EXTRACTED DATA:

___

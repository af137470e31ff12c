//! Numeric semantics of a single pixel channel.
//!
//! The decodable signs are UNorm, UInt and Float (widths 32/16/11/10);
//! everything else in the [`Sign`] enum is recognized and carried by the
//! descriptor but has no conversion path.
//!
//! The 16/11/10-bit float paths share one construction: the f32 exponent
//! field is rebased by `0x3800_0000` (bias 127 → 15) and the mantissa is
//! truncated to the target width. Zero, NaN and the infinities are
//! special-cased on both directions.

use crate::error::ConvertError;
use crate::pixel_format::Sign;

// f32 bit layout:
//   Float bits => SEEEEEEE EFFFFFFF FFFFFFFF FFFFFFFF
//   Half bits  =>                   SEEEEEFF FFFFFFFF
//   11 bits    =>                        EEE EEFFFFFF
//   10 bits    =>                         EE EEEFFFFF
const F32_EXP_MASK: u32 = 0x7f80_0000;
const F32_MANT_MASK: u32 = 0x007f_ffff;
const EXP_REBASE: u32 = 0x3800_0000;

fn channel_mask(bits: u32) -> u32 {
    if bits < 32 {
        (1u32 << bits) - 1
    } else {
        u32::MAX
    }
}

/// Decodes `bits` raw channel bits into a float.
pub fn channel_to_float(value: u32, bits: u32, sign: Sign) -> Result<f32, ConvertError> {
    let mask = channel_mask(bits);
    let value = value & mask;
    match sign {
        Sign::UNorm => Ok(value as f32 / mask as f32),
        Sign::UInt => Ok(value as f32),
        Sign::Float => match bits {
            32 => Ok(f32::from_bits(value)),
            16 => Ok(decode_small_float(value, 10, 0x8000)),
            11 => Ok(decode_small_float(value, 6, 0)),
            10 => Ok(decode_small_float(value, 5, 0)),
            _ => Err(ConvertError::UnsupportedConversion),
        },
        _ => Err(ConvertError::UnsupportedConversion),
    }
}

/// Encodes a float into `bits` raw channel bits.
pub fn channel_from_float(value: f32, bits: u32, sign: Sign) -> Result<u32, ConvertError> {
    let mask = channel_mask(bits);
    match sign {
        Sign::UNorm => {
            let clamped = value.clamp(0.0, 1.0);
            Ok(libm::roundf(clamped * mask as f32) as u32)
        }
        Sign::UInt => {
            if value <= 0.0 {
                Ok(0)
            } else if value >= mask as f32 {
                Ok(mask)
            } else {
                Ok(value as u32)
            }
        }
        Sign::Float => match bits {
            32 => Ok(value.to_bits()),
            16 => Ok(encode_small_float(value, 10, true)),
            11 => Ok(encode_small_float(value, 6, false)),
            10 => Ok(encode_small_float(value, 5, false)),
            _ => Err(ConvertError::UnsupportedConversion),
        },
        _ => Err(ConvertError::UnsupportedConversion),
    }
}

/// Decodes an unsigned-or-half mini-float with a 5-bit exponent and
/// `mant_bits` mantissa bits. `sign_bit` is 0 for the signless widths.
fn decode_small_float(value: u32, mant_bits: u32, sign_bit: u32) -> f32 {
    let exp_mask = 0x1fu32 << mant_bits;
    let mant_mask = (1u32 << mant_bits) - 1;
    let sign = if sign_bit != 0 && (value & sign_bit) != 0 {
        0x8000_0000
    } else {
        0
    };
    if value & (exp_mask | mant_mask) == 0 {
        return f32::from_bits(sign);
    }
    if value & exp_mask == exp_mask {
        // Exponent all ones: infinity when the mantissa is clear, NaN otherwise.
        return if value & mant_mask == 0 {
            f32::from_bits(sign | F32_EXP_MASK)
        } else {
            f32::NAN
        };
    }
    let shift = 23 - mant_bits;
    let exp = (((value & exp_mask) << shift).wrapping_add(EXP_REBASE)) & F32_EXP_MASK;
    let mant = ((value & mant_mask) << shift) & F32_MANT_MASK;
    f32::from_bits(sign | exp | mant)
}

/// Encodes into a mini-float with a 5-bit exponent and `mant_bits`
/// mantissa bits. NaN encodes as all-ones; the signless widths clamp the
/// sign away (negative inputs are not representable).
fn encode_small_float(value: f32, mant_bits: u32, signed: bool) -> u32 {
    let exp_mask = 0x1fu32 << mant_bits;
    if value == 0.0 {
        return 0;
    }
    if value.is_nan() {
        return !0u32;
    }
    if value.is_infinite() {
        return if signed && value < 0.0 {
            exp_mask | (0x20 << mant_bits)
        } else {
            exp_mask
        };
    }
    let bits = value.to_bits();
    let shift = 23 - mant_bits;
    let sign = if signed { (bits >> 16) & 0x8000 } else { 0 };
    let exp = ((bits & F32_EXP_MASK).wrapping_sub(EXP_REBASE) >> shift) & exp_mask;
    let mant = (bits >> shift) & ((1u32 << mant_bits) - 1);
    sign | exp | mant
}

___

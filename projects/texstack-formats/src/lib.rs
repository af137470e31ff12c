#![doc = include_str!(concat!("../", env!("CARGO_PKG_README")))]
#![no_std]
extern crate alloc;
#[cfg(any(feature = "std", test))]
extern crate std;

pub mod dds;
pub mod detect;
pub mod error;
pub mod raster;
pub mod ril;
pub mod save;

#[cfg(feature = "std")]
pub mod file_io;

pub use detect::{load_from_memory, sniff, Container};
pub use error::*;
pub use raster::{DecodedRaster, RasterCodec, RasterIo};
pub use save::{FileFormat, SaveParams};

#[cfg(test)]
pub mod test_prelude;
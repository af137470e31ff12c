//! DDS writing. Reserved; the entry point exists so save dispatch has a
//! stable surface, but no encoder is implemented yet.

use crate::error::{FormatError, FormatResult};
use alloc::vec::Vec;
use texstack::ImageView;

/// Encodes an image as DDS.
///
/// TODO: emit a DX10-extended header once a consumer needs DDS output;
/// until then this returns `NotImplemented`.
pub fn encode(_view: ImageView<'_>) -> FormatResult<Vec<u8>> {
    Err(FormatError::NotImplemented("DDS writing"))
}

___

PROBLEM REQUIREMENTS: Starting at the line that has "Float (widths 32/16/11/10);" in the records above, restate word for word every line until the one that has "use crate::error::ConvertError;", and include that one as well.

SOLUTION BELOW:
//! The decodable signs are UNorm, UInt and Float (widths 32/16/11/10);
//! everything else in the [`Sign`] enum is recognized and carried by the
//! descriptor but has no conversion path.
//!
//! The 16/11/10-bit float paths share one construction: the f32 exponent
//! field is rebased by `0x3800_0000` (bias 127 → 15) and the mantissa is
//! truncated to the target width. Zero, NaN and the infinities are
//! special-cased on both directions.

use crate::error::ConvertError;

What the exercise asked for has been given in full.